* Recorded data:
+ + + +

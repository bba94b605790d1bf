//! Core runtime configuration.
//!
//! Configuration is resolved once at process startup and then passed into
//! services. The intent is to avoid reading process-wide environment
//! variables during request handling, which can lead to inconsistent
//! behaviour in multi-threaded runtimes and test harnesses.

use std::path::{Path, PathBuf};

/// Name of the per-entity source directory under the data root.
pub const SOURCE_DIR_NAME: &str = "data-src";

/// Name of the compiled-documents directory under the data root.
pub const COMPILED_DIR_NAME: &str = "data";

/// Default data root when no override is provided.
pub const DEFAULT_DATA_DIR: &str = ".";

/// Core configuration resolved at startup.
///
/// The data root contains both trees the pipeline works with:
///
/// ```text
/// <data_dir>/
/// ├── data-src/        # authoritative, one JSON file per entity
/// │   ├── medications/
/// │   ├── medication-classes/
/// │   ├── physical-exam/
/// │   └── conditions/
/// └── data/            # derived, one compiled document per collection
/// ```
#[derive(Clone, Debug)]
pub struct CoreConfig {
    data_dir: PathBuf,
}

impl CoreConfig {
    /// Create a new `CoreConfig` rooted at `data_dir`.
    pub fn new(data_dir: PathBuf) -> Self {
        Self { data_dir }
    }

    pub fn data_dir(&self) -> &Path {
        &self.data_dir
    }

    pub fn source_dir(&self) -> PathBuf {
        self.data_dir.join(SOURCE_DIR_NAME)
    }

    pub fn compiled_dir(&self) -> PathBuf {
        self.data_dir.join(COMPILED_DIR_NAME)
    }
}

/// Resolve the data root from an optional environment value.
///
/// If `value` is `None` or empty/whitespace, returns the default data root.
pub fn data_dir_from_env_value(value: Option<String>) -> PathBuf {
    value
        .map(|v| v.trim().to_string())
        .filter(|v| !v.is_empty())
        .map(PathBuf::from)
        .unwrap_or_else(|| PathBuf::from(DEFAULT_DATA_DIR))
}
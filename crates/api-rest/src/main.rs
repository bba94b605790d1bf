//! Standalone admin REST API server binary.
//!
//! ## Purpose
//! Serves the admin write API over the reference data pipeline, with
//! OpenAPI/Swagger documentation.
//!
//! ## Environment Variables
//! - `PLANTAO_REST_ADDR`: server address (default: "0.0.0.0:3001")
//! - `PLANTAO_DATA_DIR`: data root containing `data-src/` and `data/`
//!   (default: current directory)
//! - `PLANTAO_ADMIN_TOKEN`: token expected in `X-Admin-Token` on writes;
//!   when unset, the write endpoints are disabled and answer 503

use tower_http::cors::CorsLayer;
use tracing_subscriber::{layer::SubscriberExt, util::SubscriberInitExt};
use utoipa::OpenApi;
use utoipa_swagger_ui::SwaggerUi;

use api_rest::{app, ApiDoc, AppState};
use plantao_core::{data_dir_from_env_value, CoreConfig, DataPipeline};

#[tokio::main]
async fn main() -> anyhow::Result<()> {
    dotenvy::dotenv().ok();

    tracing_subscriber::registry()
        .with(
            tracing_subscriber::EnvFilter::from_default_env()
                .add_directive("api_rest=info".parse()?),
        )
        .with(tracing_subscriber::fmt::layer())
        .init();

    let addr = std::env::var("PLANTAO_REST_ADDR").unwrap_or_else(|_| "0.0.0.0:3001".into());
    let data_dir = data_dir_from_env_value(std::env::var("PLANTAO_DATA_DIR").ok());
    if !data_dir.exists() {
        anyhow::bail!("data directory does not exist: {}", data_dir.display());
    }

    let admin_token = std::env::var("PLANTAO_ADMIN_TOKEN").ok();
    if admin_token.as_deref().map(str::trim).unwrap_or("").is_empty() {
        tracing::warn!("no admin token configured; write endpoints are disabled");
    }

    tracing::info!("-- Starting Plantão admin API on {}", addr);
    tracing::info!("-- Data root: {}", data_dir.display());

    let state = AppState::new(DataPipeline::new(CoreConfig::new(data_dir)), admin_token);

    let router = app(state)
        .merge(SwaggerUi::new("/swagger-ui").url("/api-docs/openapi.json", ApiDoc::openapi()))
        .layer(CorsLayer::permissive());

    let listener = tokio::net::TcpListener::bind(&addr).await?;
    axum::serve(listener, router).await?;

    Ok(())
}
#[cfg(test)]
mod tests {
    use super::*;
    use axum::body::Body;
    use axum::http::Request;
    use http_body_util::BodyExt;
    use plantao_core::CoreConfig;
    use serde_json::json;
    use tempfile::TempDir;
    use tower::ServiceExt;

    fn state(temp: &TempDir, token: Option<&str>) -> AppState {
        let pipeline = DataPipeline::new(CoreConfig::new(temp.path().to_path_buf()));
        AppState::new(pipeline, token.map(str::to_string))
    }

    fn seed(state: &AppState) {
        state
            .pipeline
            .write_source_entry(
                DataType::Medications,
                &DataId::new("dipirona").unwrap(),
                &json!({ "name": "Dipirona 500mg", "instruction": "De 6/6 horas" }),
            )
            .unwrap();
        state
            .pipeline
            .write_source_entry(
                DataType::PhysicalExam,
                &DataId::new("orofaringe").unwrap(),
                &json!({ "label": "Orofaringe", "text": "Orofaringe hiperemiada." }),
            )
            .unwrap();
        state.pipeline.compile_from_source().unwrap();
    }

    async fn send(app: Router, req: Request<Body>) -> (StatusCode, Value) {
        let response = app.oneshot(req).await.unwrap();
        let status = response.status();
        let bytes = response.into_body().collect().await.unwrap().to_bytes();
        let body = if bytes.is_empty() {
            Value::Null
        } else {
            serde_json::from_slice(&bytes).unwrap()
        };
        (status, body)
    }

    fn get_req(path: &str) -> Request<Body> {
        Request::builder()
            .method("GET")
            .uri(path)
            .body(Body::empty())
            .unwrap()
    }

    fn put_req(path: &str, token: Option<&str>, body: &Value) -> Request<Body> {
        let mut builder = Request::builder()
            .method("PUT")
            .uri(path)
            .header("content-type", "application/json");
        if let Some(token) = token {
            builder = builder.header(ADMIN_TOKEN_HEADER, token);
        }
        builder
            .body(Body::from(serde_json::to_vec(body).unwrap()))
            .unwrap()
    }

    fn delete_req(path: &str, token: Option<&str>) -> Request<Body> {
        let mut builder = Request::builder().method("DELETE").uri(path);
        if let Some(token) = token {
            builder = builder.header(ADMIN_TOKEN_HEADER, token);
        }
        builder.body(Body::empty()).unwrap()
    }

    #[tokio::test]
    async fn get_returns_the_compiled_equivalent_view() {
        let temp = TempDir::new().unwrap();
        let state = state(&temp, None);
        seed(&state);

        let (status, body) = send(app(state.clone()), get_req("/api/data/medications")).await;
        assert_eq!(status, StatusCode::OK);
        assert_eq!(body["dipirona"]["name"], "Dipirona 500mg");

        // physical-exam wraps its mapping under addons
        let (status, body) = send(app(state), get_req("/api/data/physical-exam")).await;
        assert_eq!(status, StatusCode::OK);
        assert_eq!(body["addons"]["orofaringe"]["label"], "Orofaringe");
    }

    #[tokio::test]
    async fn get_rejects_unknown_types() {
        let temp = TempDir::new().unwrap();
        let (status, body) = send(app(state(&temp, None)), get_req("/api/data/bogus")).await;
        assert_eq!(status, StatusCode::BAD_REQUEST);
        assert_eq!(body["error"], "invalid data type: bogus");
    }

    #[tokio::test]
    async fn writes_are_disabled_without_a_configured_token() {
        let temp = TempDir::new().unwrap();
        let state = state(&temp, None);
        seed(&state);

        let entry = json!({ "name": "X", "instruction": "Y" });
        let (status, _) = send(
            app(state.clone()),
            put_req("/api/data/medications/novo", Some("whatever"), &entry),
        )
        .await;
        assert_eq!(status, StatusCode::SERVICE_UNAVAILABLE);

        // a blank configured token also counts as not configured
        let blank = self::state(&temp, Some("   "));
        let (status, _) = send(
            app(blank),
            put_req("/api/data/medications/novo", Some("   "), &entry),
        )
        .await;
        assert_eq!(status, StatusCode::SERVICE_UNAVAILABLE);
    }

    #[tokio::test]
    async fn writes_require_the_right_token() {
        let temp = TempDir::new().unwrap();
        let state = state(&temp, Some("secret"));
        seed(&state);
        let entry = json!({ "name": "X", "instruction": "Y" });

        let (status, _) = send(
            app(state.clone()),
            put_req("/api/data/medications/novo", None, &entry),
        )
        .await;
        assert_eq!(status, StatusCode::UNAUTHORIZED);

        let (status, _) = send(
            app(state.clone()),
            put_req("/api/data/medications/novo", Some("wrong"), &entry),
        )
        .await;
        assert_eq!(status, StatusCode::UNAUTHORIZED);

        let (status, _) = send(
            app(state),
            delete_req("/api/data/medications/dipirona", Some("wrong")),
        )
        .await;
        assert_eq!(status, StatusCode::UNAUTHORIZED);
    }

    #[tokio::test]
    async fn invalid_ids_are_rejected_before_anything_else() {
        let temp = TempDir::new().unwrap();
        let state = state(&temp, Some("secret"));
        seed(&state);

        let (status, body) = send(
            app(state),
            put_req(
                "/api/data/medications/Not_A_Slug",
                Some("secret"),
                &json!({ "name": "X", "instruction": "Y" }),
            ),
        )
        .await;
        assert_eq!(status, StatusCode::BAD_REQUEST);
        assert!(body["error"].as_str().unwrap().starts_with("invalid entry id"));
    }

    #[tokio::test]
    async fn put_writes_the_entry_and_recompiles_everything() {
        let temp = TempDir::new().unwrap();
        let state = state(&temp, Some("secret"));
        seed(&state);

        let entry = json!({ "name": "Loratadina 10mg", "instruction": "1x ao dia" });
        let (status, body) = send(
            app(state.clone()),
            put_req("/api/data/medications/loratadina", Some("secret"), &entry),
        )
        .await;
        assert_eq!(status, StatusCode::OK);
        assert_eq!(body["success"], true);
        assert_eq!(body["id"], "loratadina");

        let compiled = state
            .pipeline
            .read_compiled_file(DataType::Medications)
            .unwrap();
        assert_eq!(compiled["loratadina"], entry);
    }

    #[tokio::test]
    async fn delete_of_a_missing_entry_is_a_404() {
        let temp = TempDir::new().unwrap();
        let state = state(&temp, Some("secret"));
        seed(&state);

        let (status, body) = send(
            app(state.clone()),
            delete_req("/api/data/medications/fantasma", Some("secret")),
        )
        .await;
        assert_eq!(status, StatusCode::NOT_FOUND);
        assert_eq!(body["error"], "Entry \"fantasma\" not found");

        let (status, _) = send(
            app(state.clone()),
            delete_req("/api/data/medications/dipirona", Some("secret")),
        )
        .await;
        assert_eq!(status, StatusCode::OK);
        let compiled = state
            .pipeline
            .read_compiled_file(DataType::Medications)
            .unwrap();
        assert!(compiled.get("dipirona").is_none());
    }

    #[tokio::test]
    async fn concurrent_puts_to_the_same_type_both_land() {
        let temp = TempDir::new().unwrap();
        let state = state(&temp, Some("secret"));
        seed(&state);
        let router = app(state.clone());

        let entry_a = json!({ "name": "Med A", "instruction": "A" });
        let entry_b = json!({ "name": "Med B", "instruction": "B" });
        let (res_a, res_b) = tokio::join!(
            router
                .clone()
                .oneshot(put_req("/api/data/medications/med-a", Some("secret"), &entry_a)),
            router
                .clone()
                .oneshot(put_req("/api/data/medications/med-b", Some("secret"), &entry_b)),
        );
        assert_eq!(res_a.unwrap().status(), StatusCode::OK);
        assert_eq!(res_b.unwrap().status(), StatusCode::OK);

        let compiled = state
            .pipeline
            .read_compiled_file(DataType::Medications)
            .unwrap();
        assert_eq!(compiled["med-a"], entry_a);
        assert_eq!(compiled["med-b"], entry_b);
    }

    #[tokio::test]
    async fn health_answers() {
        let temp = TempDir::new().unwrap();
        let (status, body) = send(app(state(&temp, None)), get_req("/health")).await;
        assert_eq!(status, StatusCode::OK);
        assert_eq!(body["ok"], true);
    }
}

+ + + +

* Task prompt: In the records above, find the line containing "source directory under the data root." and restate word for word every line from the first through that one.

* Task result:
repository bba94b605790d1bf
//! Core runtime configuration.
//!
//! Configuration is resolved once at process startup and then passed into
//! services. The intent is to avoid reading process-wide environment
//! variables during request handling, which can lead to inconsistent
//! behaviour in multi-threaded runtimes and test harnesses.

use std::path::{Path, PathBuf};

/// Name of the per-entity source directory under the data root.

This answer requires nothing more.